L’infermiere può trovarsi a lavorare in Hospice anche in regime di day-hospital o day-hospice. In questi casi l’assistenza è erogata sulle 12 ore e alla fine del trattamento il paziente torna al proprio domicilio (effettuazione di terapie specifiche, trasfusioni, controlli, prelievi, medicazioni ecc.)

In qualunque ambito l’infermiere si troverà a lavorare, farà parte della rete delle cure palliative, introdotta con la Legge 38/2010, pensata al fine di garantire al paziente la continuità assistenziale dall’ospedale al domicilio in modo integrato e funzionale.

Prospettive future per l’infermiere di Cure Palliative

In queste realtà l’infermiere ha il dovere di garantire ai propri assistiti la miglior tutela possibile della qualità di vita residua. Per questo sono indispensabili interventi efficaci ed efficienti e di conseguenza l’obbligo di un aggiornamento professionale e specifico continuo (come sancito, tra l’altro, dal codice deontologico infermieristico).

In cure palliative l’infermiere deve sapersi muovere tra conoscenze tecniche, interventi, aspetti relazionali e aspetti organizzativi del servizio, sapendo integrare la propria esperienza e le innovazioni scientifiche in base alle risorse disponibili.

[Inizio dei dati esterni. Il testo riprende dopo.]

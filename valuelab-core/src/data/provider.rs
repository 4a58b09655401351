//! Source traits and structured error types for data acquisition.
//!
//! `PriceSource` abstracts over price providers (Yahoo Finance, CSV import) and
//! `MacroSource` over providers of the Buffett indicator, so implementations
//! can be swapped, stacked behind a cache, and mocked in tests.

use chrono::NaiveDate;
use serde::{Deserialize, Serialize};
use thiserror::Error;

use crate::series::{SeriesError, TimeSeries};

/// Structured error types for data operations.
///
/// A source that cannot deliver says so with one of these; it never returns an
/// empty or zero-filled series in place of an error.
#[derive(Debug, Error)]
pub enum DataError {
    #[error("network unreachable: {0}")]
    NetworkUnreachable(String),

    #[error("rate limited by provider (retry after {retry_after_secs}s)")]
    RateLimited { retry_after_secs: u64 },

    #[error("response format changed: {0}")]
    ResponseFormatChanged(String),

    #[error("authentication required: {0}")]
    AuthenticationRequired(String),

    #[error("symbol not found: {symbol}")]
    SymbolNotFound { symbol: String },

    #[error("{provider} unavailable: {reason}")]
    Unavailable { provider: String, reason: String },

    #[error("I/O error: {0}")]
    Io(#[from] std::io::Error),

    #[error("parse error: {0}")]
    Parse(String),

    #[error("malformed series: {0}")]
    Series(#[from] SeriesError),
}

impl From<csv::Error> for DataError {
    fn from(e: csv::Error) -> Self {
        DataError::Parse(e.to_string())
    }
}

/// Where a series came from.
#[derive(Debug, Clone, Copy, PartialEq, Eq, Serialize, Deserialize)]
#[serde(rename_all = "snake_case")]
pub enum DataSource {
    YahooFinance,
    CsvImport,
    Fred,
    Synthetic,
}

/// Daily closing prices for one symbol.
pub trait PriceSource: Send + Sync {
    /// Human-readable name of this source.
    fn name(&self) -> &str;

    fn kind(&self) -> DataSource;

    /// Adjusted closing prices for `symbol` within `[start, end]`.
    fn fetch_close(
        &self,
        symbol: &str,
        start: NaiveDate,
        end: NaiveDate,
    ) -> Result<TimeSeries, DataError>;
}

/// Market capitalization to GDP ("Buffett indicator").
pub trait MacroSource: Send + Sync {
    fn name(&self) -> &str;

    /// Ratio series within `[start, end]`, as a fraction (1.0 = 100%).
    fn fetch_ratio(&self, start: NaiveDate, end: NaiveDate) -> Result<TimeSeries, DataError>;
}

impl<S: PriceSource + ?Sized> PriceSource for Box<S> {
    fn name(&self) -> &str {
        (**self).name()
    }

    fn kind(&self) -> DataSource {
        (**self).kind()
    }

    fn fetch_close(
        &self,
        symbol: &str,
        start: NaiveDate,
        end: NaiveDate,
    ) -> Result<TimeSeries, DataError> {
        (**self).fetch_close(symbol, start, end)
    }
}

impl<M: MacroSource + ?Sized> MacroSource for Box<M> {
    fn name(&self) -> &str {
        (**self).name()
    }

    fn fetch_ratio(&self, start: NaiveDate, end: NaiveDate) -> Result<TimeSeries, DataError> {
        (**self).fetch_ratio(start, end)
    }
}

L’aggiornamento permette di creare un’assistenza basata su prove di efficacia, ed è questo che l’infermiere in cure palliative deve perseguire. Deve sostenere programmi di ricerca e di formazione per garantire l’eccellenza nel trattamento del dolore e dei sintomi e puntare alla qualità dei servizi, promuovendo e divulgando (insieme all’équipe) le conoscenze scientifiche e sensibilizzando l’opinione pubblica.

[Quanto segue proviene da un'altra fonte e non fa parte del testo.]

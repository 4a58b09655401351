//! Serializable analysis configuration.
//!
//! Loaded from TOML. Every section and field has a default, so an empty file
//! (or no file at all) gives the dashboard defaults: AAPL over the last three
//! years, log-linear trend, zero risk-free rate.

use chrono::{Datelike, NaiveDate};
use serde::{Deserialize, Serialize};
use std::collections::BTreeMap;
use std::path::{Path, PathBuf};
use thiserror::Error;
use valuelab_core::{BootstrapConfig, EstimationError, TrendModel, Weights};

/// Unique identifier for an analysis configuration (content-addressable hash).
pub type Fingerprint = String;

/// Errors from loading or validating a configuration.
#[derive(Debug, Error)]
pub enum ConfigError {
    #[error("failed to read config {path}: {source}")]
    Io {
        path: PathBuf,
        source: std::io::Error,
    },

    #[error("failed to parse config TOML: {0}")]
    Parse(#[from] toml::de::Error),

    #[error("failed to serialize config TOML: {0}")]
    Serialize(#[from] toml::ser::Error),

    #[error("invalid config: {0}")]
    Invalid(String),
}

/// Full configuration for one analysis run.
#[derive(Debug, Clone, Default, PartialEq, Serialize, Deserialize)]
#[serde(default)]
pub struct AnalysisConfig {
    pub portfolio: PortfolioConfig,
    pub trend: TrendConfig,
    pub risk: RiskConfig,
    pub bootstrap: BootstrapSettings,
    pub data: DataConfig,
}

/// What to analyze and over which dates.
#[derive(Debug, Clone, PartialEq, Serialize, Deserialize)]
#[serde(default)]
pub struct PortfolioConfig {
    pub tickers: Vec<String>,
    /// Defaults to three years before `end`.
    pub start: Option<NaiveDate>,
    /// Defaults to today.
    pub end: Option<NaiveDate>,
    /// Asset weights; equal weights when absent.
    pub weights: Option<BTreeMap<String, f64>>,
}

impl Default for PortfolioConfig {
    fn default() -> Self {
        Self {
            tickers: vec!["AAPL".to_string()],
            start: None,
            end: None,
            weights: None,
        }
    }
}

#[derive(Debug, Clone, PartialEq, Serialize, Deserialize)]
#[serde(default)]
pub struct TrendConfig {
    pub model: TrendModel,
    /// Moving-average window, used by `moving_average`.
    pub smooth_window: usize,
}

impl Default for TrendConfig {
    fn default() -> Self {
        Self {
            model: TrendModel::LogLinear,
            smooth_window: 63,
        }
    }
}

#[derive(Debug, Clone, PartialEq, Serialize, Deserialize)]
#[serde(default)]
pub struct RiskConfig {
    /// Annual risk-free rate as a fraction.
    pub risk_free_rate: f64,
    pub sharpe_window: usize,
    pub regime_vol_window: usize,
}

impl Default for RiskConfig {
    fn default() -> Self {
        Self {
            risk_free_rate: 0.0,
            sharpe_window: 63,
            regime_vol_window: valuelab_core::risk::DEFAULT_VOL_WINDOW,
        }
    }
}

#[derive(Debug, Clone, PartialEq, Serialize, Deserialize)]
#[serde(default)]
pub struct BootstrapSettings {
    pub sharpe_resamples: usize,
    pub mean_resamples: usize,
    pub rolling_window: usize,
    pub rolling_resamples: usize,
    pub alpha: f64,
    pub seed: u64,
    pub max_resample_budget: u64,
}

impl Default for BootstrapSettings {
    fn default() -> Self {
        let core = BootstrapConfig::default();
        Self {
            sharpe_resamples: 2000,
            mean_resamples: core.n_resamples,
            rolling_window: 126,
            rolling_resamples: 1000,
            alpha: core.alpha,
            seed: core.seed,
            max_resample_budget: core.max_resample_budget,
        }
    }
}

impl BootstrapSettings {
    /// Core configuration for the rolling band.
    pub fn rolling_config(&self) -> BootstrapConfig {
        BootstrapConfig {
            n_resamples: self.rolling_resamples,
            alpha: self.alpha,
            seed: self.seed,
            max_resample_budget: self.max_resample_budget,
        }
    }
}

/// Where prices come from.
#[derive(Debug, Clone, Copy, PartialEq, Eq, Serialize, Deserialize)]
#[serde(rename_all = "snake_case")]
pub enum PriceSourceKind {
    Yahoo,
    Csv,
}

#[derive(Debug, Clone, PartialEq, Serialize, Deserialize)]
#[serde(default)]
pub struct DataConfig {
    pub source: PriceSourceKind,
    /// Directory of `{SYMBOL}.csv` files for the `csv` source.
    pub csv_dir: PathBuf,
    pub cache_ttl_secs: u64,
    /// Fetch the Buffett indicator alongside prices.
    pub buffett: bool,
    /// FRED API key; the keyless CSV endpoint is used when absent.
    pub fred_api_key: Option<String>,
}

impl Default for DataConfig {
    fn default() -> Self {
        Self {
            source: PriceSourceKind::Yahoo,
            csv_dir: PathBuf::from("data"),
            cache_ttl_secs: 3600,
            buffett: true,
            fred_api_key: None,
        }
    }
}

impl AnalysisConfig {
    pub fn from_toml(content: &str) -> Result<Self, ConfigError> {
        Ok(toml::from_str(content)?)
    }

    pub fn from_file(path: &Path) -> Result<Self, ConfigError> {
        let content = std::fs::read_to_string(path).map_err(|source| ConfigError::Io {
            path: path.to_path_buf(),
            source,
        })?;
        Self::from_toml(&content)
    }

    pub fn to_toml(&self) -> Result<String, ConfigError> {
        Ok(toml::to_string_pretty(self)?)
    }

    /// Fill in missing dates relative to `today`: end defaults to today and
    /// start to the same calendar day three years earlier.
    pub fn with_resolved_dates(mut self, today: NaiveDate) -> Self {
        let end = self.portfolio.end.unwrap_or(today);
        let start = self.portfolio.start.unwrap_or_else(|| {
            NaiveDate::from_ymd_opt(end.year() - 3, end.month(), end.day())
                .unwrap_or(end - chrono::Duration::days(365 * 3))
        });
        self.portfolio.start = Some(start);
        self.portfolio.end = Some(end);
        self
    }

    /// Weights for the configured tickers; equal weights when none are given.
    pub fn weights(&self) -> Result<Weights, EstimationError> {
        match &self.portfolio.weights {
            Some(map) => Weights::new(map.clone()),
            None => Weights::equal(&self.portfolio.tickers),
        }
    }

    /// Reject configurations no analysis could run on.
    pub fn validate(&self) -> Result<(), ConfigError> {
        let p = &self.portfolio;
        if p.tickers.is_empty() {
            return Err(invalid("at least one ticker is required"));
        }
        if let Some(t) = p.tickers.iter().find(|t| t.trim().is_empty()) {
            return Err(invalid(format!("blank ticker '{t}'")));
        }
        let mut seen = std::collections::BTreeSet::new();
        if let Some(t) = p.tickers.iter().find(|t| !seen.insert(t.as_str())) {
            return Err(invalid(format!("duplicate ticker '{t}'")));
        }
        if let Some(weights) = &p.weights {
            if let Some(k) = weights.keys().find(|k| !p.tickers.contains(k)) {
                return Err(invalid(format!("weight given for '{k}', which is not a ticker")));
            }
            if let Some(t) = p.tickers.iter().find(|t| !weights.contains_key(*t)) {
                return Err(invalid(format!("no weight given for ticker '{t}'")));
            }
            Weights::new(weights.clone()).map_err(|e| invalid(e.to_string()))?;
        }
        if let (Some(start), Some(end)) = (p.start, p.end) {
            if start >= end {
                return Err(invalid(format!("start {start} must be before end {end}")));
            }
        }

        if self.trend.smooth_window == 0 {
            return Err(invalid("trend.smooth_window must be >= 1"));
        }
        if !self.risk.risk_free_rate.is_finite() {
            return Err(invalid("risk.risk_free_rate must be finite"));
        }
        if self.risk.sharpe_window < 2 {
            return Err(invalid("risk.sharpe_window must be >= 2"));
        }
        if self.risk.regime_vol_window < 2 {
            return Err(invalid("risk.regime_vol_window must be >= 2"));
        }

        let b = &self.bootstrap;
        if !(b.alpha > 0.0 && b.alpha < 1.0) {
            return Err(invalid(format!("bootstrap.alpha must be in (0, 1), got {}", b.alpha)));
        }
        if b.rolling_window == 0 {
            return Err(invalid("bootstrap.rolling_window must be >= 1"));
        }
        if b.sharpe_resamples == 0 || b.mean_resamples == 0 || b.rolling_resamples == 0 {
            return Err(invalid("bootstrap resample counts must be >= 1"));
        }
        Ok(())
    }

    /// Copy without credentials, safe to persist in reports.
    pub fn redacted(&self) -> Self {
        let mut copy = self.clone();
        copy.data.fred_api_key = None;
        copy
    }

    /// Deterministic BLAKE3 hash of this configuration, credentials excluded.
    ///
    /// Two runs with identical configs share a fingerprint, and therefore an
    /// output directory.
    pub fn fingerprint(&self) -> Fingerprint {
        let public = self.redacted();
        let json =
            serde_json::to_vec(&public).unwrap_or_else(|_| format!("{public:?}").into_bytes());
        blake3::hash(&json).to_hex().to_string()
    }
}

fn invalid(msg: impl Into<String>) -> ConfigError {
    ConfigError::Invalid(msg.into())
}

L’infermiere palliativista, infatti, incontra nella realtà ancora molti ostacoli: da una parte, la difficoltà di espandere la ricerca in un ambiente così delicato, in strutture dove il numero di pazienti è limitato e il tempo è incerto e dall’altra, l’opinione pubblica ancora troppo spesso ignara dell’importanza e addirittura dell’esistenza stessa delle cure palliative.

Nonostante nel nostro paese siano presenti in tutte le regioni Unità di cure palliative, sia come Hospice che come cure domiciliari, si è ancora lontani da quella che possa essere considerata una vera e propria rete.

Secondo la task force EAPC per la formazione infermieristica, l’infermiere deve utilizzare le proprie conoscenze per influenzare la pratica secondo i bisogni culturali e spirituali della comunità che cerca e richiede le cure palliative. L’infermiere dovrà seguire il cambiamento (delle patologie e delle prognosi, delle famiglie, della società). Inoltre deve essere ben cosciente dell’importanza della comunicazione al pubblico di argomenti come la palliazione attraverso i mezzi ad oggi più potenti e di impatto (i media).

Ancora EAPC indica come obiettivo principale della pratica le iniziative di qualità che richiedono dimostrazione di avere un approccio basato sulla ricerca applicata che riflettono qualità, valutazione e revisione dell’assistenza al paziente e alla pratica clinica.

Emerge forte il bisogno di formazione, che deve essere specifica, incentrata sulla disciplina e i cui risultati dovrebbero essere quantificabili e misurabili.

Gli infermieri che aspirano alle cure palliative dovranno misurarsi con una realtà complessa e a volte spietata, ma potranno crescere come professionisti e concorrere alla crescita professionale di altri operatori grazie alla formazione. È necessario che questi infermieri siano motivati, preparati ed equilibrati e che abbiano la forza e la voglia di mantenere nel tempo le conoscenze, le capacità acquisite e che sappiano crescere professionalmente e culturalmente in un lavoro continuo di équipe.